INPUT →
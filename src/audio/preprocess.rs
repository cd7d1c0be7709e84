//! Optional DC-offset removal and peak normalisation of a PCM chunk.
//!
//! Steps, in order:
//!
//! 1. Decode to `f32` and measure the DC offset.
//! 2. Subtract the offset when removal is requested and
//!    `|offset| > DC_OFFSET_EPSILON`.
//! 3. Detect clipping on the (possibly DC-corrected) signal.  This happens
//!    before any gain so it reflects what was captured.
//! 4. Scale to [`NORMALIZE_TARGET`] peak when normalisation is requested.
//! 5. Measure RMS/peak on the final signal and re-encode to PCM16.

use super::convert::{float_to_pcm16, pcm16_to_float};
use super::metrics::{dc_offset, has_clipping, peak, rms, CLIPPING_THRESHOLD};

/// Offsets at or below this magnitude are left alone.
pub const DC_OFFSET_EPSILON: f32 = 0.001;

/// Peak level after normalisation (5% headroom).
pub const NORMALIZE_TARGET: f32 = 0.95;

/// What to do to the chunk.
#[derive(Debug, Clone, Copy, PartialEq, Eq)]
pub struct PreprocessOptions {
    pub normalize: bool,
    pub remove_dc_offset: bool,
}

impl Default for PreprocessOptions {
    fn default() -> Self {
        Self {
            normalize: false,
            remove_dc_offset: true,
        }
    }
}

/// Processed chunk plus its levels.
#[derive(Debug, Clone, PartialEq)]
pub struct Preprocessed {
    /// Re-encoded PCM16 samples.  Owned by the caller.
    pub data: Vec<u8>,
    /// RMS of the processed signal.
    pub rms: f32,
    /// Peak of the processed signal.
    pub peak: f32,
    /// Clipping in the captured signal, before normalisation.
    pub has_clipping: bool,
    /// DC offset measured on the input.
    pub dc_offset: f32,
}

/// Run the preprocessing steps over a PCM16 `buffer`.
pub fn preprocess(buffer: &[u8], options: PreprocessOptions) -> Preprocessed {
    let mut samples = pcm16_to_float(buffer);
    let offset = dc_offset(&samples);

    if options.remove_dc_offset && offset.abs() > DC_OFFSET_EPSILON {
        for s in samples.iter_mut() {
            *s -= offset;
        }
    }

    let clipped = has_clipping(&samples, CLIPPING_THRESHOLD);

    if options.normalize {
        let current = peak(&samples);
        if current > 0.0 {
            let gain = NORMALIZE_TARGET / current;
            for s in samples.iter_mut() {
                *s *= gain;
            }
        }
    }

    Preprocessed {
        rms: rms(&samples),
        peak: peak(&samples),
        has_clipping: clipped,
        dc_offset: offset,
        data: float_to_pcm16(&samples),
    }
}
---
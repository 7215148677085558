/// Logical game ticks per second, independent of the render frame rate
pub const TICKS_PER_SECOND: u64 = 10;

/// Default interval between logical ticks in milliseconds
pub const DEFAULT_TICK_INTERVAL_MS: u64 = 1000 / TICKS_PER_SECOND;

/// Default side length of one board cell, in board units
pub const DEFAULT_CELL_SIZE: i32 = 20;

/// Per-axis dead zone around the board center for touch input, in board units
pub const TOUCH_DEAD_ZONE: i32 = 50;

THE TASK → Reproduce the lines of the entries above from the one with "pub const DEFAULT_TICK_INTERVAL_MS: u64" to the one with "pub const TOUCH_DEAD_ZONE: i32 = 50;", both included, exactly and without any other line.

EXERCISE OUTPUT →
pub const DEFAULT_TICK_INTERVAL_MS: u64 = 1000 / TICKS_PER_SECOND;

/// Default side length of one board cell, in board units
pub const DEFAULT_CELL_SIZE: i32 = 20;

/// Per-axis dead zone around the board center for touch input, in board units
pub const TOUCH_DEAD_ZONE: i32 = 50;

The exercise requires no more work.